_DATA RECORDS_.
◇ ◇ ◇ ◇ ◇ ◇ ◇

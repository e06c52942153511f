//! Output formatters for command results.

use clap::ValueEnum;
use comfy_table::{Cell, Table};
use ragshield_core::{BackendCapability, CompiledFilter, FilterOutcome};
use ragshield_proto::{MetadataField, NativeFilter};
use serde_json::{json, Value};

/// Output format for results.
#[derive(Debug, Clone, Copy, PartialEq, Eq, ValueEnum)]
pub enum OutputFormat {
    /// ASCII table format
    Table,
    /// JSON format
    Json,
}

impl std::fmt::Display for OutputFormat {
    fn fmt(&self, f: &mut std::fmt::Formatter<'_>) -> std::fmt::Result {
        match self {
            OutputFormat::Table => write!(f, "table"),
            OutputFormat::Json => write!(f, "json"),
        }
    }
}

/// Trait for formatting output.
pub trait Formatter: Send + Sync {
    /// Format the registered backends.
    fn format_backends(&self, backends: &[&BackendCapability]) -> String;

    /// Format a compiled filter.
    fn format_compiled(&self, compiled: &CompiledFilter) -> String;

    /// Format an error message.
    fn format_error(&self, error: &str) -> String;
}

/// Create a formatter for the given output format.
pub fn create_formatter(format: OutputFormat) -> Box<dyn Formatter> {
    match format {
        OutputFormat::Table => Box::new(TableFormatter),
        OutputFormat::Json => Box::new(JsonFormatter),
    }
}

fn outcome_name(outcome: &FilterOutcome) -> &'static str {
    match outcome {
        FilterOutcome::Unrestricted => "unrestricted",
        FilterOutcome::DenyAll => "deny_all",
        FilterOutcome::Restrict(_) => "restrict",
    }
}

fn limit_or_dash(limit: Option<usize>) -> String {
    limit.map(|l| l.to_string()).unwrap_or_else(|| "-".to_string())
}

/// Table formatter using comfy-table.
pub struct TableFormatter;

impl Formatter for TableFormatter {
    fn format_backends(&self, backends: &[&BackendCapability]) -> String {
        if backends.is_empty() {
            return "No backends registered".to_string();
        }

        let mut table = Table::new();
        let mut header = vec!["Backend".to_string(), "Operators".to_string()];
        header.extend(MetadataField::ALL.iter().map(|f| format!("{} key", f)));
        header.extend(["Max depth", "Max IN", "Min operands"].map(String::from));
        table.set_header(header);

        for capability in backends {
            let mut row = vec![
                Cell::new(capability.backend),
                Cell::new(capability.operators_display()),
            ];
            for field in MetadataField::ALL {
                row.push(Cell::new(capability.field_name(field).unwrap_or("-")));
            }
            row.push(Cell::new(limit_or_dash(capability.limits.max_depth)));
            row.push(Cell::new(limit_or_dash(capability.limits.max_in_values)));
            row.push(Cell::new(capability.limits.min_logical_operands));
            table.add_row(row);
        }

        table.to_string()
    }

    fn format_compiled(&self, compiled: &CompiledFilter) -> String {
        let filter = match &compiled.outcome {
            FilterOutcome::Restrict(NativeFilter::Json(value)) => {
                serde_json::to_string_pretty(value).unwrap_or_else(|_| value.to_string())
            }
            FilterOutcome::Restrict(NativeFilter::Expression(expr)) => expr.clone(),
            _ => "-".to_string(),
        };

        let mut table = Table::new();
        table.set_header(vec!["Property", "Value"]);
        table.add_row(vec![Cell::new("Backend"), Cell::new(compiled.backend)]);
        table.add_row(vec![
            Cell::new("Outcome"),
            Cell::new(outcome_name(&compiled.outcome)),
        ]);
        table.add_row(vec![Cell::new("Constraint"), Cell::new(&compiled.constraint)]);
        table.add_row(vec![Cell::new("Native filter"), Cell::new(filter)]);
        for warning in &compiled.warnings {
            table.add_row(vec![Cell::new("Warning"), Cell::new(warning)]);
        }

        table.to_string()
    }

    fn format_error(&self, error: &str) -> String {
        format!("Error: {}", error)
    }
}

/// JSON formatter.
pub struct JsonFormatter;

impl JsonFormatter {
    fn backend_to_json(capability: &BackendCapability) -> Value {
        let fields: serde_json::Map<String, Value> = capability
            .fields
            .iter()
            .map(|(field, name)| (field.to_string(), Value::String(name.clone())))
            .collect();
        json!({
            "backend": capability.backend.as_str(),
            "operators": capability.operators.iter().map(|o| o.to_string()).collect::<Vec<_>>(),
            "fields": fields,
            "limits": {
                "max_depth": capability.limits.max_depth,
                "max_in_values": capability.limits.max_in_values,
                "min_logical_operands": capability.limits.min_logical_operands,
            },
        })
    }
}

impl Formatter for JsonFormatter {
    fn format_backends(&self, backends: &[&BackendCapability]) -> String {
        let rows: Vec<Value> = backends.iter().map(|c| Self::backend_to_json(c)).collect();
        serde_json::to_string_pretty(&rows).unwrap_or_else(|_| "[]".to_string())
    }

    fn format_compiled(&self, compiled: &CompiledFilter) -> String {
        let filter = match &compiled.outcome {
            FilterOutcome::Restrict(NativeFilter::Json(value)) => value.clone(),
            FilterOutcome::Restrict(NativeFilter::Expression(expr)) => Value::String(expr.clone()),
            _ => Value::Null,
        };
        let output = json!({
            "backend": compiled.backend.as_str(),
            "outcome": outcome_name(&compiled.outcome),
            "constraint": compiled.constraint.to_string(),
            "filter": filter,
            "warnings": compiled.warnings.iter().map(|w| w.to_string()).collect::<Vec<_>>(),
        });
        serde_json::to_string_pretty(&output).unwrap_or_else(|_| "{}".to_string())
    }

    fn format_error(&self, error: &str) -> String {
        json!({ "error": error }).to_string()
    }
}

◇ ◇ ◇ ◇ ◇ ◇ ◇

_TRY IT_. Line by line, retype all of the records exactly.

_ANSWER FOR THIS EXERCISE_.
repository e06c52942153511f
//! Output formatters for command results.

use clap::ValueEnum;
use comfy_table::{Cell, Table};
use ragshield_core::{BackendCapability, CompiledFilter, FilterOutcome};
use ragshield_proto::{MetadataField, NativeFilter};
use serde_json::{json, Value};

/// Output format for results.
#[derive(Debug, Clone, Copy, PartialEq, Eq, ValueEnum)]
pub enum OutputFormat {
    /// ASCII table format
    Table,
    /// JSON format
    Json,
}

impl std::fmt::Display for OutputFormat {
    fn fmt(&self, f: &mut std::fmt::Formatter<'_>) -> std::fmt::Result {
        match self {
            OutputFormat::Table => write!(f, "table"),
            OutputFormat::Json => write!(f, "json"),
        }
    }
}

/// Trait for formatting output.
pub trait Formatter: Send + Sync {
    /// Format the registered backends.
    fn format_backends(&self, backends: &[&BackendCapability]) -> String;

    /// Format a compiled filter.
    fn format_compiled(&self, compiled: &CompiledFilter) -> String;

    /// Format an error message.
    fn format_error(&self, error: &str) -> String;
}

/// Create a formatter for the given output format.
pub fn create_formatter(format: OutputFormat) -> Box<dyn Formatter> {
    match format {
        OutputFormat::Table => Box::new(TableFormatter),
        OutputFormat::Json => Box::new(JsonFormatter),
    }
}

fn outcome_name(outcome: &FilterOutcome) -> &'static str {
    match outcome {
        FilterOutcome::Unrestricted => "unrestricted",
        FilterOutcome::DenyAll => "deny_all",
        FilterOutcome::Restrict(_) => "restrict",
    }
}

fn limit_or_dash(limit: Option<usize>) -> String {
    limit.map(|l| l.to_string()).unwrap_or_else(|| "-".to_string())
}

/// Table formatter using comfy-table.
pub struct TableFormatter;

impl Formatter for TableFormatter {
    fn format_backends(&self, backends: &[&BackendCapability]) -> String {
        if backends.is_empty() {
            return "No backends registered".to_string();
        }

        let mut table = Table::new();
        let mut header = vec!["Backend".to_string(), "Operators".to_string()];
        header.extend(MetadataField::ALL.iter().map(|f| format!("{} key", f)));
        header.extend(["Max depth", "Max IN", "Min operands"].map(String::from));
        table.set_header(header);

        for capability in backends {
            let mut row = vec![
                Cell::new(capability.backend),
                Cell::new(capability.operators_display()),
            ];
            for field in MetadataField::ALL {
                row.push(Cell::new(capability.field_name(field).unwrap_or("-")));
            }
            row.push(Cell::new(limit_or_dash(capability.limits.max_depth)));
            row.push(Cell::new(limit_or_dash(capability.limits.max_in_values)));
            row.push(Cell::new(capability.limits.min_logical_operands));
            table.add_row(row);
        }

        table.to_string()
    }

    fn format_compiled(&self, compiled: &CompiledFilter) -> String {
        let filter = match &compiled.outcome {
            FilterOutcome::Restrict(NativeFilter::Json(value)) => {
                serde_json::to_string_pretty(value).unwrap_or_else(|_| value.to_string())
            }
            FilterOutcome::Restrict(NativeFilter::Expression(expr)) => expr.clone(),
            _ => "-".to_string(),
        };

        let mut table = Table::new();
        table.set_header(vec!["Property", "Value"]);
        table.add_row(vec![Cell::new("Backend"), Cell::new(compiled.backend)]);
        table.add_row(vec![
            Cell::new("Outcome"),
            Cell::new(outcome_name(&compiled.outcome)),
        ]);
        table.add_row(vec![Cell::new("Constraint"), Cell::new(&compiled.constraint)]);
        table.add_row(vec![Cell::new("Native filter"), Cell::new(filter)]);
        for warning in &compiled.warnings {
            table.add_row(vec![Cell::new("Warning"), Cell::new(warning)]);
        }

        table.to_string()
    }

    fn format_error(&self, error: &str) -> String {
        format!("Error: {}", error)
    }
}

/// JSON formatter.
pub struct JsonFormatter;

impl JsonFormatter {
    fn backend_to_json(capability: &BackendCapability) -> Value {
        let fields: serde_json::Map<String, Value> = capability
            .fields
            .iter()
            .map(|(field, name)| (field.to_string(), Value::String(name.clone())))
            .collect();
        json!({
            "backend": capability.backend.as_str(),
            "operators": capability.operators.iter().map(|o| o.to_string()).collect::<Vec<_>>(),
            "fields": fields,
            "limits": {
                "max_depth": capability.limits.max_depth,
                "max_in_values": capability.limits.max_in_values,
                "min_logical_operands": capability.limits.min_logical_operands,
            },
        })
    }
}

impl Formatter for JsonFormatter {
    fn format_backends(&self, backends: &[&BackendCapability]) -> String {
        let rows: Vec<Value> = backends.iter().map(|c| Self::backend_to_json(c)).collect();
        serde_json::to_string_pretty(&rows).unwrap_or_else(|_| "[]".to_string())
    }

    fn format_compiled(&self, compiled: &CompiledFilter) -> String {
        let filter = match &compiled.outcome {
            FilterOutcome::Restrict(NativeFilter::Json(value)) => value.clone(),
            FilterOutcome::Restrict(NativeFilter::Expression(expr)) => Value::String(expr.clone()),
            _ => Value::Null,
        };
        let output = json!({
            "backend": compiled.backend.as_str(),
            "outcome": outcome_name(&compiled.outcome),
            "constraint": compiled.constraint.to_string(),
            "filter": filter,
            "warnings": compiled.warnings.iter().map(|w| w.to_string()).collect::<Vec<_>>(),
        });
        serde_json::to_string_pretty(&output).unwrap_or_else(|_| "{}".to_string())
    }

    fn format_error(&self, error: &str) -> String {
        json!({ "error": error }).to_string()
    }
}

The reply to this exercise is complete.